Myself – Firstly, I wish to say thank you Someone, for taking the time to answer these few questions I wish to ask.

Someone – you are quite welcome, I am so glad you asked me to do this interview.

Myself – I was hoping you might share a little about what you do.

Someone – I find and save things that are broken and lost. Once found, I take the broken thing and mend it. Then I set it on the path it needed to find.

Myself – Wow! That seems like a great amount of time and effort, since I see broken things everywhere. Don’t you ever get tired and want to quit? I can only imagine how it might feel to pick up a broken thing and see that you have fixed it in the past and it is broken yet again.

Someone – My desire is to always be near the broken, to always save what is crushed in spirit. I was created to fulfill these things and I never tire or lose my desire for restoring a broken thing.

Myself – I myself have been mended by your hands on multiple occasions, so I can certainly attest to the truth of your statement about return visits. This has brought me to my last question, which is one that I rarely use these days, but since this is an interview and it is a logical question to follow the others… Why? Why do you come back each time and mend again, if you know I will most likely break something else and need you to help?

Someone – Because I love you…

Myself – …and …

Someone – I love you…

Myself – I have had many tell me they loved me and when I needed them, they failed me…

Someone – Have I ?

Myself – Well, actually No!

Someone – Look not to the world for what will heal, mend, and save you. Look Up!

Myself – Why?

Jesus answered, “I am the way and the truth and the life. No one comes to the Father except through me. If you really knew me, you would know my Father as well. From now on, you do know him and have seen him.” John 14:6

Myself – I am a bit overwhelmed with your answer, so I will end this particular interview in an effort to absorb your heartfelt answers. Would you be willing to share like this again at a later date, if needed?
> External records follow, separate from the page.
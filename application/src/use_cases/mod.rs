//! Use cases
//!
//! Application-level operations that orchestrate domain logic.

pub mod dispatcher;
pub mod run_council;

#[cfg(test)]
pub(crate) mod testing;
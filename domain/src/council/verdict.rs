//! Adversarial verdicts and critique parsing.
//!
//! These functions extract structured signals from free-form critique and
//! judge text. They are pure domain logic: no I/O, just pattern matching.
//!
//! | Function | Reads | Keywords |
//! |----------|-------|----------|
//! | [`parse_recommendation`] | attack critique | STAND / MODIFY / REJECT |
//! | [`count_severities`] | attack critique | `[FATAL]` / `[MAJOR]` / `[MINOR]` |
//! | [`parse_judge_verdict`] | judge output | SURVIVED / MODIFIED / OVERTURNED |

use crate::core::provider::ProviderId;
use crate::council::entities::Draft;
use crate::council::role::Role;
use serde::{Deserialize, Serialize};
use std::fmt;

/// Outcome of stress-testing the leading draft
#[derive(Debug, Clone, Copy, PartialEq, Eq, Serialize, Deserialize)]
#[serde(rename_all = "lowercase")]
pub enum Verdict {
    /// The leading draft stands as written
    Survived,
    /// The leading draft stands with changes
    Modified,
    /// The leading draft was refuted
    Overturned,
}

impl fmt::Display for Verdict {
    fn fmt(&self, f: &mut fmt::Formatter<'_>) -> fmt::Result {
        match self {
            Verdict::Survived => write!(f, "Survived"),
            Verdict::Modified => write!(f, "Modified"),
            Verdict::Overturned => write!(f, "Overturned"),
        }
    }
}

/// How contested the verdict was
#[derive(Debug, Clone, Copy, PartialEq, Eq, Serialize, Deserialize)]
#[serde(rename_all = "lowercase")]
pub enum Confidence {
    High,
    Medium,
    Contested,
}

impl fmt::Display for Confidence {
    fn fmt(&self, f: &mut fmt::Formatter<'_>) -> fmt::Result {
        match self {
            Confidence::High => write!(f, "High"),
            Confidence::Medium => write!(f, "Medium"),
            Confidence::Contested => write!(f, "Contested"),
        }
    }
}

/// An attacker's closing recommendation
#[derive(Debug, Clone, Copy, PartialEq, Eq, Serialize, Deserialize)]
#[serde(rename_all = "lowercase")]
pub enum Recommendation {
    Stand,
    Modify,
    Reject,
}
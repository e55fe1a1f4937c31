//! Seat bindings from TOML (`[roles.<role>]` and `[synthesizer]` sections)

use council_application::ProviderChain;
use serde::{Deserialize, Serialize};

/// Provider binding for one seat: a primary plus ordered fallbacks
///
/// ```toml
/// [roles.skeptic]
/// provider = "gpt"
/// fallbacks = ["claude", "local"]
/// ```
#[derive(Debug, Clone, PartialEq, Eq, Serialize, Deserialize)]
pub struct FileChainConfig {
    pub provider: String,
    #[serde(default, skip_serializing_if = "Vec::is_empty")]
    pub fallbacks: Vec<String>,
}

impl FileChainConfig {
    /// Every provider id the binding names, primary first
    pub fn provider_ids(&self) -> impl Iterator<Item = &str> {
        std::iter::once(self.provider.as_str()).chain(self.fallbacks.iter().map(String::as_str))
    }

    pub fn to_chain(&self) -> ProviderChain {
        ProviderChain::new(self.provider.as_str()).with_fallbacks(self.fallbacks.iter().cloned())
    }
}

#[cfg(test)]
mod tests {
    use super::*;

    #[test]
    fn test_chain_order_is_primary_then_fallbacks() {
        let binding: FileChainConfig = toml::from_str(
            r#"
provider = "gpt"
fallbacks = ["claude", "local"]
"#,
        )
        .unwrap();

        let chain = binding.to_chain();
        let ids: Vec<&str> = chain.providers().iter().map(|p| p.as_str()).collect();
        assert_eq!(ids, vec!["gpt", "claude", "local"]);
        assert_eq!(binding.provider_ids().count(), 3);
    }

    #[test]
    fn test_fallbacks_are_optional() {
        let binding: FileChainConfig = toml::from_str(r#"provider = "claude""#).unwrap();
        assert!(binding.fallbacks.is_empty());
        assert_eq!(binding.to_chain().len(), 1);
    }
}
//! Command-line interface definitions

pub mod commands;
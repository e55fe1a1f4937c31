//! Council configuration container.
//!
//! [`CouncilConfig`] holds everything a run reads but never writes: which
//! providers back each role, who synthesizes, and the run's time and
//! consensus limits. It is built once at startup and shared read-only.

use council_domain::{DEFAULT_CONSENSUS_THRESHOLD, Mode, ProviderId, Role};
use std::collections::BTreeMap;
use std::time::Duration;

/// Default per-call timeout
pub const DEFAULT_TIMEOUT: Duration = Duration::from_secs(120);

/// Ordered provider list: the primary first, then fallbacks
#[derive(Debug, Clone, Default, PartialEq, Eq)]
pub struct ProviderChain {
    providers: Vec<ProviderId>,
}

impl ProviderChain {
    pub fn new(primary: impl Into<ProviderId>) -> Self {
        Self {
            providers: vec![primary.into()],
        }
    }

    pub fn with_fallback(mut self, provider: impl Into<ProviderId>) -> Self {
        self.providers.push(provider.into());
        self
    }

    pub fn with_fallbacks<I, P>(mut self, providers: I) -> Self
    where
        I: IntoIterator<Item = P>,
        P: Into<ProviderId>,
    {
        self.providers.extend(providers.into_iter().map(Into::into));
        self
    }

    pub fn primary(&self) -> Option<&ProviderId> {
        self.providers.first()
    }

    pub fn providers(&self) -> &[ProviderId] {
        &self.providers
    }

    pub fn len(&self) -> usize {
        self.providers.len()
    }

    pub fn is_empty(&self) -> bool {
        self.providers.is_empty()
    }
}

/// Provider bindings for every seat and the synthesizer
#[derive(Debug, Clone, Default, PartialEq, Eq)]
pub struct CouncilRoster {
    participants: BTreeMap<Role, ProviderChain>,
    synthesizer: ProviderChain,
}

impl CouncilRoster {
    pub fn new(synthesizer: ProviderChain) -> Self {
        Self {
            participants: BTreeMap::new(),
            synthesizer,
        }
    }

    /// Every role and the synthesizer use the same chain
    pub fn uniform(chain: ProviderChain) -> Self {
        let participants = Mode::Collaborative
            .roster()
            .into_iter()
            .chain(Mode::Adversarial.roster())
            .map(|role| (role, chain.clone()))
            .collect();
        Self {
            participants,
            synthesizer: chain,
        }
    }

    pub fn with_participant(mut self, role: Role, chain: ProviderChain) -> Self {
        self.participants.insert(role, chain);
        self
    }

    /// Chain for a role; empty when the role is unbound
    pub fn chain_for(&self, role: Role) -> ProviderChain {
        self.participants.get(&role).cloned().unwrap_or_default()
    }

    pub fn synthesizer(&self) -> &ProviderChain {
        &self.synthesizer
    }

    pub fn participants(&self) -> impl Iterator<Item = (&Role, &ProviderChain)> {
        self.participants.iter()
    }
}

/// Read-only configuration for council runs
#[derive(Debug, Clone, PartialEq)]
pub struct CouncilConfig {
    roster: CouncilRoster,
    timeout: Duration,
    consensus_threshold: f64,
    default_mode: Option<Mode>,
}

impl CouncilConfig {
    pub fn new(roster: CouncilRoster) -> Self {
        Self {
            roster,
            timeout: DEFAULT_TIMEOUT,
            consensus_threshold: DEFAULT_CONSENSUS_THRESHOLD,
            default_mode: None,
        }
    }

    // ==================== Builder Methods ====================

    pub fn with_timeout(mut self, timeout: Duration) -> Self {
        self.timeout = timeout;
        self
    }

    pub fn with_consensus_threshold(mut self, threshold: f64) -> Self {
        self.consensus_threshold = threshold;
        self
    }

    /// Force a mode whenever the caller passes no explicit override
    pub fn with_default_mode(mut self, mode: Option<Mode>) -> Self {
        self.default_mode = mode;
        self
    }

    // ==================== Accessors ====================

    pub fn roster(&self) -> &CouncilRoster {
        &self.roster
    }

    /// Per-call timeout applied to every provider attempt
    pub fn timeout(&self) -> Duration {
        self.timeout
    }

    pub fn consensus_threshold(&self) -> f64 {
        self.consensus_threshold
    }

    pub fn default_mode(&self) -> Option<Mode> {
        self.default_mode
    }
}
Jesus“Ask and it will be given to you; seek and you will find; knock and the door will be opened to you. For everyone who asks receives; he who seeks finds; and to him who knocks, the door will be opened.” Matthew 7:7,8

Myself – Thank you so much for taking the time out of your day to meet with me for this interview. I know that it was last minute, but you were already having coffee with me, so it worked out perfectly. I even set out this plate of biscotti and coffee for the readers, so help yourself.